Twelve years gone, Paul’s career has never fully recovered and nor has he, suspected of killing his fiancée but never proven, travelling on a cruise ship to London where he is to take a role in the television revival of his most famous character, Dr. Death, harassed on board by a young woman vying for a role and then finding the show, while written by Harold, is to be produced by Quayle, trouble beginning when the demanding girl continues to pursue him until she too is found murdered.

Adapted from Angus Hall’s 1969 novel Devilday and going through iterations which diluted the “Satanism in showbusiness” premise to a much less provocative concept, originally titled The Revenge of Dr. Death but released as Madhouse, Vincent Price and Peter Cushing are horror icon Peter Toombes and actor turned screenwriter Harold Flay, a transatlantic co- production between American International Pictures and Britain’s Amicus directed by former editor Jim Clark.

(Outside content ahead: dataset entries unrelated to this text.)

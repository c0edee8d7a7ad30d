//! Node Store
//!
//! In-process data store holding content nodes and pages. Mutations arrive as
//! [`StoreAction`]s, either one at a time through [`ActionDispatcher::dispatch`]
//! or as an all-or-nothing sequence through [`ActionDispatcher::apply_all`].

pub mod actions;
pub mod persistence;

pub use actions::{MutationOp, StoreAction};
pub use persistence::{SledStatePersistence, StatePersister};

use crate::error::StoreError;
use crate::types::{NodeId, PageId};
use parking_lot::RwLock;
use serde::{Deserialize, Serialize};
use serde_json::{Map, Value};
use std::collections::{BTreeMap, BTreeSet};
use std::sync::atomic::{AtomicU64, Ordering};
use tracing::{debug, trace};

/// Bookkeeping attributes every node carries.
#[derive(Debug, Clone, PartialEq, Serialize, Deserialize)]
#[serde(rename_all = "camelCase")]
pub struct NodeInternal {
    #[serde(rename = "type")]
    pub node_type: String,
    #[serde(default, skip_serializing_if = "Option::is_none")]
    pub content_digest: Option<String>,
    #[serde(default, skip_serializing_if = "Option::is_none")]
    pub owner: Option<String>,
}

/// A content node.
///
/// Attributes other than the structural ones are kept verbatim in `data`.
#[derive(Debug, Clone, PartialEq, Serialize, Deserialize)]
pub struct Node {
    pub id: NodeId,
    #[serde(default)]
    pub parent: Option<NodeId>,
    #[serde(default)]
    pub children: Vec<NodeId>,
    pub internal: NodeInternal,
    #[serde(default, skip_serializing_if = "Map::is_empty")]
    pub fields: Map<String, Value>,
    #[serde(flatten)]
    pub data: Map<String, Value>,
}

impl Node {
    pub fn new(id: impl Into<NodeId>, node_type: impl Into<String>) -> Self {
        Node {
            id: id.into(),
            parent: None,
            children: Vec::new(),
            internal: NodeInternal {
                node_type: node_type.into(),
                content_digest: None,
                owner: None,
            },
            fields: Map::new(),
            data: Map::new(),
        }
    }

    pub fn with_data(mut self, key: impl Into<String>, value: Value) -> Self {
        self.data.insert(key.into(), value);
        self
    }

    pub fn with_parent(mut self, parent: impl Into<NodeId>) -> Self {
        self.parent = Some(parent.into());
        self
    }

    /// The node as a JSON object, the shape queries run against.
    pub fn to_json(&self) -> Value {
        serde_json::to_value(self).unwrap_or(Value::Null)
    }
}

/// Compute the content digest of a node: blake3 over its type and data attributes.
///
/// `serde_json::Map` keeps keys sorted, so the encoding is canonical.
pub fn content_digest(node: &Node) -> String {
    let mut hasher = blake3::Hasher::new();
    hasher.update(node.internal.node_type.as_bytes());
    hasher.update(&[0]);
    let encoded = serde_json::to_vec(&node.data).unwrap_or_default();
    hasher.update(&encoded);
    hex::encode(hasher.finalize().as_bytes())
}

/// A generated page.
#[derive(Debug, Clone, PartialEq, Serialize, Deserialize)]
pub struct Page {
    pub path: PageId,
    pub component: String,
    #[serde(default)]
    pub context: Value,
}

/// Complete store contents.
#[derive(Debug, Clone, Default, PartialEq, Serialize, Deserialize)]
pub struct StoreState {
    pub nodes: BTreeMap<NodeId, Node>,
    pub pages: BTreeMap<PageId, Page>,
    pub touched: BTreeSet<NodeId>,
}

impl StoreState {
    pub fn new() -> Self {
        Self::default()
    }

    /// Apply one action. Returns whether the state changed.
    pub fn apply(&mut self, action: StoreAction) -> Result<bool, StoreError> {
        match action {
            StoreAction::CreateNode(node) => self.create_node(node),
            StoreAction::DeleteNode { id } => Ok(self.delete_node(&id)),
            StoreAction::TouchNode { id } => {
                if self.nodes.contains_key(&id) {
                    Ok(self.touched.insert(id))
                } else {
                    trace!(node_id = %id, "touchNode on unknown node");
                    Ok(false)
                }
            }
            StoreAction::CreateNodeField {
                node_id,
                name,
                value,
            } => {
                let node = self
                    .nodes
                    .get_mut(&node_id)
                    .ok_or_else(|| StoreError::NodeNotFound(node_id.clone()))?;
                let changed = node.fields.get(&name) != Some(&value);
                node.fields.insert(name, value);
                Ok(changed)
            }
            StoreAction::CreateParentChildLink { parent, child } => {
                let parent_node = self
                    .nodes
                    .get_mut(&parent)
                    .ok_or_else(|| StoreError::NodeNotFound(parent.clone()))?;
                let mut changed = false;
                if !parent_node.children.contains(&child) {
                    parent_node.children.push(child.clone());
                    changed = true;
                }
                let previous = match self.nodes.get_mut(&child) {
                    Some(child_node) if child_node.parent.as_ref() != Some(&parent) => {
                        changed = true;
                        child_node.parent.replace(parent)
                    }
                    _ => None,
                };
                if let Some(previous) = previous {
                    self.detach_child(&previous, &child);
                }
                Ok(changed)
            }
            StoreAction::CreatePage(page) => {
                if page.path.is_empty() {
                    return Err(StoreError::InvalidPage("page path is empty".to_string()));
                }
                if page.component.is_empty() {
                    return Err(StoreError::InvalidPage(format!(
                        "page {} has no component",
                        page.path
                    )));
                }
                let changed = self.pages.get(&page.path) != Some(&page);
                self.pages.insert(page.path.clone(), page);
                Ok(changed)
            }
            StoreAction::DeletePage { path } => Ok(self.pages.remove(&path).is_some()),
        }
    }

    fn create_node(&mut self, mut node: Node) -> Result<bool, StoreError> {
        if node.id.is_empty() {
            return Err(StoreError::InvalidNode("node id is empty".to_string()));
        }
        if node.internal.node_type.is_empty() {
            return Err(StoreError::InvalidNode(format!(
                "node {} has no internal.type",
                node.id
            )));
        }
        if node.internal.content_digest.is_none() {
            node.internal.content_digest = Some(content_digest(&node));
        }

        if let Some(existing) = self.nodes.get(&node.id) {
            if existing.internal.content_digest == node.internal.content_digest {
                // Same content: only mark it as seen in this run.
                self.touched.insert(node.id);
                return Ok(false);
            }
            if node.children.is_empty() {
                node.children = existing.children.clone();
            }
            if let Some(previous) = existing.parent.clone() {
                if node.parent.as_ref() != Some(&previous) {
                    self.detach_child(&previous, &node.id);
                }
            }
        }

        if let Some(parent_id) = node.parent.clone() {
            if let Some(parent) = self.nodes.get_mut(&parent_id) {
                if !parent.children.contains(&node.id) {
                    parent.children.push(node.id.clone());
                }
            }
        }

        self.touched.insert(node.id.clone());
        self.nodes.insert(node.id.clone(), node);
        Ok(true)
    }

    /// Remove a node, detach it from its parent and delete its descendants.
    ///
    /// A listed child whose own `parent` names another node has moved and is
    /// left alone.
    fn delete_node(&mut self, id: &str) -> bool {
        let Some(root) = self.nodes.remove(id) else {
            return false;
        };
        if let Some(parent) = root.parent.as_deref() {
            self.detach_child(parent, id);
        }
        self.touched.remove(id);

        let mut pending: Vec<(NodeId, NodeId)> = root
            .children
            .into_iter()
            .map(|child| (id.to_string(), child))
            .collect();
        while let Some((parent, child)) = pending.pop() {
            let owned = match self.nodes.get(&child) {
                Some(node) => node.parent.as_ref().map_or(true, |p| *p == parent),
                None => false,
            };
            if !owned {
                continue;
            }
            if let Some(node) = self.nodes.remove(&child) {
                self.touched.remove(&child);
                pending.extend(node.children.into_iter().map(|c| (child.clone(), c)));
            }
        }
        true
    }

    fn detach_child(&mut self, parent: &str, child: &str) {
        if let Some(parent) = self.nodes.get_mut(parent) {
            parent.children.retain(|c| c != child);
        }
    }

    /// All nodes of one type, in id order.
    pub fn nodes_of_type<'a>(&'a self, node_type: &'a str) -> impl Iterator<Item = &'a Node> {
        self.nodes
            .values()
            .filter(move |n| n.internal.node_type == node_type)
    }
}

/// Capability to apply store actions.
///
/// The coordinator only ever talks to the store through this trait, which lets
/// tests substitute a recording fake.
pub trait ActionDispatcher {
    /// Apply one action synchronously.
    fn dispatch(&self, action: StoreAction) -> Result<(), StoreError>;

    /// Apply every action or none of them.
    fn apply_all(&self, actions: Vec<StoreAction>) -> Result<usize, StoreError>;
}

/// Thread-safe shared data store.
///
/// Readers (query runners) may hold an `Arc<DataStore>` concurrently with the
/// coordinator; writes take the lock only for the duration of one action or
/// one atomic batch.
#[derive(Debug, Default)]
pub struct DataStore {
    state: RwLock<StoreState>,
    revision: AtomicU64,
}

impl DataStore {
    pub fn new() -> Self {
        Self::default()
    }

    pub fn from_state(state: StoreState) -> Self {
        DataStore {
            state: RwLock::new(state),
            revision: AtomicU64::new(0),
        }
    }

    /// Number of state-changing writes applied so far.
    pub fn revision(&self) -> u64 {
        self.revision.load(Ordering::Acquire)
    }

    pub fn get_node(&self, id: &str) -> Option<Node> {
        self.state.read().nodes.get(id).cloned()
    }

    pub fn get_page(&self, path: &str) -> Option<Page> {
        self.state.read().pages.get(path).cloned()
    }

    pub fn node_count(&self) -> usize {
        self.state.read().nodes.len()
    }

    pub fn page_count(&self) -> usize {
        self.state.read().pages.len()
    }

    pub fn is_touched(&self, id: &str) -> bool {
        self.state.read().touched.contains(id)
    }

    /// Clone of the current contents.
    pub fn snapshot(&self) -> StoreState {
        self.state.read().clone()
    }

    /// Run a closure against the current contents under the read lock.
    pub fn read<R>(&self, f: impl FnOnce(&StoreState) -> R) -> R {
        f(&self.state.read())
    }
}

impl ActionDispatcher for DataStore {
    fn dispatch(&self, action: StoreAction) -> Result<(), StoreError> {
        let op = action.op();
        let changed = self.state.write().apply(action)?;
        if changed {
            self.revision.fetch_add(1, Ordering::AcqRel);
        }
        debug!(op = op.name(), changed, "Applied store action");
        Ok(())
    }

    fn apply_all(&self, actions: Vec<StoreAction>) -> Result<usize, StoreError> {
        let count = actions.len();
        let mut guard = self.state.write();
        let mut staged = guard.clone();
        let mut changes = 0u64;
        for action in actions {
            if staged.apply(action)? {
                changes += 1;
            }
        }
        *guard = staged;
        drop(guard);
        if changes > 0 {
            self.revision.fetch_add(changes, Ordering::AcqRel);
        }
        debug!(count, changes, "Applied store action batch");
        Ok(count)
    }
}
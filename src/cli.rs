//! CLI domain: parse, route, output and the replay driver.

mod output;
mod parse;
mod replay;
mod route;

pub use output::map_error;
pub use parse::{Cli, Commands};
pub use replay::{replay_steps, ReplayStep, ReplaySummary};
pub use route::RunContext;
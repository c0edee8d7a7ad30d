//! Mutation dispatch bridge: applies a mutation event to the store immediately.

use crate::coordinator::events::MutationEvent;
use crate::error::{CoordinatorError, PayloadError};
use crate::store::{ActionDispatcher, MutationOp, StoreAction};
use tracing::{debug, warn};

/// Resolve a mutation event against the operation table.
///
/// `Ok(None)` means the operation is unknown and should be ignored.
pub fn decode_mutation(event: &MutationEvent) -> Result<Option<StoreAction>, PayloadError> {
    match MutationOp::from_name(&event.op) {
        Some(op) => op.decode(&event.payload).map(Some),
        None => Ok(None),
    }
}

/// Apply `event` to `store`.
///
/// Without a store this logs and succeeds, since the coordinator may receive
/// mutations before bootstrap binds one. Unknown operation names are ignored so
/// newer producers cannot crash the coordinator. A payload that does not fit its
/// operation is returned as a contract violation.
pub fn apply_mutation(
    event: &MutationEvent,
    store: Option<&dyn ActionDispatcher>,
) -> Result<(), CoordinatorError> {
    let Some(store) = store else {
        warn!(op = %event.op, "No store bound; mutation not applied");
        return Ok(());
    };

    match decode_mutation(event)? {
        Some(action) => {
            store.dispatch(action)?;
            Ok(())
        }
        None => {
            debug!(op = %event.op, "Ignoring unregistered mutation operation");
            Ok(())
        }
    }
}
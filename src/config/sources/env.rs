//! Environment variable source: REBUILD_BATCH_<SECTION>__<KEY>

use config::builder::DefaultState;
use config::ConfigBuilder;
use config::Environment;

pub const PREFIX: &str = "REBUILD_BATCH";

/// Add `REBUILD_BATCH_*` variables as the highest-precedence source.
pub fn add_to_builder(builder: ConfigBuilder<DefaultState>) -> ConfigBuilder<DefaultState> {
    builder.add_source(
        Environment::with_prefix(PREFIX)
            .prefix_separator("_")
            .separator("__")
            .try_parsing(true),
    )
}
//! Error types for the rebuild batching layer.

use crate::types::NodeId;
use thiserror::Error;

/// Storage-related errors
#[derive(Debug, Error)]
pub enum StoreError {
    #[error("Node not found: {0}")]
    NodeNotFound(NodeId),

    #[error("Invalid node: {0}")]
    InvalidNode(String),

    #[error("Invalid page: {0}")]
    InvalidPage(String),

    #[error("Persistence error: {0}")]
    Persistence(String),

    #[error("Storage I/O error: {0}")]
    IoError(#[from] std::io::Error),
}

impl From<sled::Error> for StoreError {
    fn from(err: sled::Error) -> Self {
        StoreError::Persistence(format!("sled: {}", err))
    }
}

/// A mutation payload that does not match the shape its operation expects.
///
/// This is a caller bug, not an operational condition.
#[derive(Debug, Error)]
#[error("{op} expects {expected}: {reason}")]
pub struct PayloadError {
    pub op: &'static str,
    pub expected: &'static str,
    pub reason: String,
}

/// Query-related errors
#[derive(Debug, Error)]
pub enum QueryError {
    #[error("Invalid query: {0}")]
    InvalidQuery(String),
}

/// Coordinator-level errors
#[derive(Debug, Error)]
pub enum CoordinatorError {
    #[error("Contract violation: {0}")]
    ContractViolation(#[from] PayloadError),

    #[error("Handler {action} received a {event} event")]
    EventMismatch {
        action: &'static str,
        event: &'static str,
    },

    #[error("Store error: {0}")]
    Store(#[from] StoreError),

    #[error("Query error: {0}")]
    Query(#[from] QueryError),

    #[error("Cannot flush while a query pass is running")]
    QueryInFlight,

    #[error("Journal error: {0}")]
    Journal(String),

    #[error("Configuration error: {0}")]
    ConfigError(String),
}

impl From<config::ConfigError> for CoordinatorError {
    fn from(err: config::ConfigError) -> Self {
        CoordinatorError::ConfigError(err.to_string())
    }
}

impl CoordinatorError {
    /// True for errors caused by the caller breaking a handler's input contract.
    pub fn is_contract_violation(&self) -> bool {
        matches!(
            self,
            CoordinatorError::ContractViolation(_) | CoordinatorError::EventMismatch { .. }
        )
    }
}
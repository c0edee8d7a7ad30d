//! Layer merging for configuration sources.

mod merge_policy;

pub use merge_policy::builder_with_defaults;
//! Registered mutation operations.
//!
//! Mutation events name an operation by its camelCase name and carry positional
//! JSON arguments. [`MutationOp::from_name`] is the lookup table; names it does
//! not know are unknown operations and are ignored by the caller.
//! [`MutationOp::decode`] turns the positional arguments into a typed
//! [`StoreAction`] or reports a [`PayloadError`].

use crate::error::PayloadError;
use crate::store::{Node, Page};
use crate::types::{NodeId, PageId};
use serde::de::DeserializeOwned;
use serde::Deserialize;
use serde_json::Value;

/// Operations the store knows how to apply.
#[derive(Debug, Clone, Copy, PartialEq, Eq, Hash)]
pub enum MutationOp {
    CreateNode,
    DeleteNode,
    TouchNode,
    CreateNodeField,
    CreateParentChildLink,
    CreatePage,
    DeletePage,
}

impl MutationOp {
    pub const ALL: [MutationOp; 7] = [
        MutationOp::CreateNode,
        MutationOp::DeleteNode,
        MutationOp::TouchNode,
        MutationOp::CreateNodeField,
        MutationOp::CreateParentChildLink,
        MutationOp::CreatePage,
        MutationOp::DeletePage,
    ];

    /// Look up an operation by its registered name.
    pub fn from_name(name: &str) -> Option<Self> {
        Self::ALL.into_iter().find(|op| op.name() == name)
    }

    pub fn name(self) -> &'static str {
        match self {
            MutationOp::CreateNode => "createNode",
            MutationOp::DeleteNode => "deleteNode",
            MutationOp::TouchNode => "touchNode",
            MutationOp::CreateNodeField => "createNodeField",
            MutationOp::CreateParentChildLink => "createParentChildLink",
            MutationOp::CreatePage => "createPage",
            MutationOp::DeletePage => "deletePage",
        }
    }

    fn expected(self) -> &'static str {
        match self {
            MutationOp::CreateNode => "a node object with id and internal.type",
            MutationOp::DeleteNode | MutationOp::TouchNode => "a node or {id}",
            MutationOp::CreateNodeField => "{node, name, value}",
            MutationOp::CreateParentChildLink => "{parent, child}",
            MutationOp::CreatePage => "a page object with path and component",
            MutationOp::DeletePage => "a page or {path}",
        }
    }

    /// Decode positional arguments into a typed action.
    ///
    /// The first argument is the operation's input. `createNode` also accepts an
    /// optional plugin descriptor `{name}` as its second argument, recorded as the
    /// node's owner when the node does not name one. Further arguments are ignored.
    pub fn decode(self, payload: &[Value]) -> Result<StoreAction, PayloadError> {
        match self {
            MutationOp::CreateNode => {
                let mut node: Node = self.first_arg(payload)?;
                if node.internal.owner.is_none() {
                    if let Some(plugin) = payload.get(1).filter(|v| !v.is_null()) {
                        let plugin: PluginRef = self.parse(plugin.clone())?;
                        node.internal.owner = Some(plugin.name);
                    }
                }
                Ok(StoreAction::CreateNode(node))
            }
            MutationOp::DeleteNode => {
                let node: NodeRef = self.first_arg(payload)?;
                Ok(StoreAction::DeleteNode { id: node.id })
            }
            MutationOp::TouchNode => {
                let node: NodeRef = self.first_arg(payload)?;
                Ok(StoreAction::TouchNode { id: node.id })
            }
            MutationOp::CreateNodeField => {
                let args: NodeFieldArgs = self.first_arg(payload)?;
                Ok(StoreAction::CreateNodeField {
                    node_id: args.node.id,
                    name: args.name,
                    value: args.value,
                })
            }
            MutationOp::CreateParentChildLink => {
                let args: ParentChildArgs = self.first_arg(payload)?;
                Ok(StoreAction::CreateParentChildLink {
                    parent: args.parent.id,
                    child: args.child.id,
                })
            }
            MutationOp::CreatePage => Ok(StoreAction::CreatePage(self.first_arg(payload)?)),
            MutationOp::DeletePage => {
                let page: PageRef = self.first_arg(payload)?;
                Ok(StoreAction::DeletePage { path: page.path })
            }
        }
    }

    fn first_arg<T: DeserializeOwned>(self, payload: &[Value]) -> Result<T, PayloadError> {
        let first = payload.first().ok_or_else(|| PayloadError {
            op: self.name(),
            expected: self.expected(),
            reason: "payload is empty".to_string(),
        })?;
        self.parse(first.clone())
    }

    fn parse<T: DeserializeOwned>(self, value: Value) -> Result<T, PayloadError> {
        serde_json::from_value(value).map_err(|e| PayloadError {
            op: self.name(),
            expected: self.expected(),
            reason: e.to_string(),
        })
    }
}

/// A typed store mutation.
#[derive(Debug, Clone, PartialEq)]
pub enum StoreAction {
    CreateNode(Node),
    DeleteNode {
        id: NodeId,
    },
    TouchNode {
        id: NodeId,
    },
    CreateNodeField {
        node_id: NodeId,
        name: String,
        value: Value,
    },
    CreateParentChildLink {
        parent: NodeId,
        child: NodeId,
    },
    CreatePage(Page),
    DeletePage {
        path: PageId,
    },
}

impl StoreAction {
    pub fn op(&self) -> MutationOp {
        match self {
            StoreAction::CreateNode(_) => MutationOp::CreateNode,
            StoreAction::DeleteNode { .. } => MutationOp::DeleteNode,
            StoreAction::TouchNode { .. } => MutationOp::TouchNode,
            StoreAction::CreateNodeField { .. } => MutationOp::CreateNodeField,
            StoreAction::CreateParentChildLink { .. } => MutationOp::CreateParentChildLink,
            StoreAction::CreatePage(_) => MutationOp::CreatePage,
            StoreAction::DeletePage { .. } => MutationOp::DeletePage,
        }
    }
}

#[derive(Deserialize)]
struct NodeRef {
    #[serde(alias = "nodeId")]
    id: NodeId,
}

#[derive(Deserialize)]
struct PageRef {
    path: PageId,
}

#[derive(Deserialize)]
struct PluginRef {
    name: String,
}

#[derive(Deserialize)]
struct NodeFieldArgs {
    node: NodeRef,
    name: String,
    value: Value,
}

#[derive(Deserialize)]
struct ParentChildArgs {
    parent: NodeRef,
    child: NodeRef,
}
//! Entry points for loading configuration.

use super::merge;
use super::sources::{env, global_file, workspace_file};
use super::RebuildConfig;
use config::ConfigError;
use config::File;
use std::path::{Path, PathBuf};
use tracing::debug;

/// Configuration loader
pub struct ConfigLoader;

impl ConfigLoader {
    /// Load configuration for the workspace at `workspace_root`.
    ///
    /// Layers, lowest precedence first: defaults, global file, workspace
    /// `config/config.toml`, workspace `config/{REBUILD_BATCH_ENV}.toml`, then
    /// environment variables.
    pub fn load(workspace_root: &Path) -> Result<RebuildConfig, ConfigError> {
        let builder = merge::builder_with_defaults()?;
        let builder = global_file::add_to_builder(builder)?;
        let builder = workspace_file::add_to_builder(builder, workspace_root)?;
        let builder = env::add_to_builder(builder);

        let config: RebuildConfig = builder.build()?.try_deserialize()?;
        debug!(workspace = %workspace_root.display(), "Loaded configuration");
        Ok(config)
    }

    /// Load configuration from one explicit file; environment variables still apply.
    pub fn load_from_file(path: &Path) -> Result<RebuildConfig, ConfigError> {
        let builder = merge::builder_with_defaults()?
            .add_source(File::from(path).required(true));
        let builder = env::add_to_builder(builder);
        builder.build()?.try_deserialize()
    }

    /// Path of the user-level config file, whether or not it exists.
    pub fn global_config_path() -> Option<PathBuf> {
        global_file::global_config_path()
    }
}
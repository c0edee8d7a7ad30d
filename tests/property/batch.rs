//! Property-based tests for batching and dirty-flag handlers

use proptest::prelude::*;
use rebuild_batch::coordinator::actions::{
    add_node_mutation, assign_changed_pages, mark_files_dirty, mark_nodes_dirty,
};
use rebuild_batch::coordinator::{CoordinatorContext, DiffResult, MutationEvent};
use rebuild_batch::store::DataStore;
use serde_json::json;
use std::sync::Arc;

fn mutation_strategy() -> impl Strategy<Value = MutationEvent> {
    (
        prop::sample::select(vec!["createNode", "touchNode", "deleteNode", "futureOp"]),
        "[a-z]{1,6}",
    )
        .prop_map(|(op, id)| {
            MutationEvent::new(op, vec![json!({"id": id, "internal": {"type": "T"}})])
        })
}

/// The batch holds exactly the appended events, in call order, and the store is never touched
#[test]
fn test_batch_monotonicity() {
    let mut runner = proptest::test_runner::TestRunner::default();

    runner
        .run(&prop::collection::vec(mutation_strategy(), 0..40), |events| {
            let store = Arc::new(DataStore::new());
            let mut context = CoordinatorContext::with_store(&store);

            for event in &events {
                add_node_mutation(&mut context, event.clone());
            }

            assert_eq!(context.node_mutation_batch, events);
            assert_eq!(store.node_count(), 0);
            assert_eq!(store.revision(), 0);
            Ok(())
        })
        .unwrap();
}

/// Diff rounds only ever append pages not yet pending
#[test]
fn test_diff_accumulation_has_no_duplicates() {
    let mut runner = proptest::test_runner::TestRunner::default();
    let page = prop::sample::select(vec!["/", "/a/", "/b/", "/c/", "/d/"]);
    let round = (
        prop::collection::vec(page.clone(), 0..6),
        prop::collection::vec(page, 0..6),
    );

    runner
        .run(&prop::collection::vec(round, 1..8), |rounds| {
            let mut context = CoordinatorContext::new();
            for (changed, deleted) in &rounds {
                let before = context.pages_to_build.clone();
                assign_changed_pages(
                    &mut context,
                    &DiffResult {
                        changed_pages: changed.iter().map(|p| p.to_string()).collect(),
                        deleted_pages: deleted.iter().map(|p| p.to_string()).collect(),
                    },
                );
                assert_eq!(&context.pages_to_build[..before.len()], before.as_slice());
            }

            let mut unique = context.pages_to_build.clone();
            unique.sort();
            unique.dedup();
            assert_eq!(unique.len(), context.pages_to_build.len());
            Ok(())
        })
        .unwrap();
}

/// Setting a flag any number of times leaves it set and the other flag alone
#[test]
fn test_dirty_flags_are_idempotent() {
    let mut runner = proptest::test_runner::TestRunner::default();

    runner
        .run(&(1usize..10, 0usize..10), |(file_marks, node_marks)| {
            let mut context = CoordinatorContext::new();
            for _ in 0..file_marks {
                mark_files_dirty(&mut context);
            }
            assert!(context.files_dirty);
            assert_eq!(context.nodes_mutated_during_query_run, false);

            for _ in 0..node_marks {
                mark_nodes_dirty(&mut context);
            }
            assert_eq!(context.nodes_mutated_during_query_run, node_marks > 0);
            assert!(context.files_dirty);
            assert!(context.node_mutation_batch.is_empty());
            Ok(())
        })
        .unwrap();
}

Presented on Blu-ray for the first time in the UK by Eureka, Madhouse has much of Price’s earlier role as Dr. Phibes about in, and in fact Robert Fuest was originally intended to direct, the killings staged by a masked figure dressed in the costume of Dr. Death to match those of the character’s onscreen slayings, footage from House of Usher to Masque of the Red Death illustrating both Toombes’ career and adding scope to the production without inflating the modest budget though also feeling somewhat like padding.

A film of an actor losing his mind, in some ways paralleling the superior Theatre of Blood of the previous year, the 1974 production is better than the script, hopelessly muddled after the many rewrites including by Count Yorga himself, Robert Quarry, who plays Quayle, investigation of the killings shoddy with no forensics or questioning of witnesses, among them Natasha Pyne as studio liaison Julia Wilson and Adrienne Corri as leading lady Faye Carstairs, her transformation to subterranean occupant of Harold’s country house a shocking highlight of the film.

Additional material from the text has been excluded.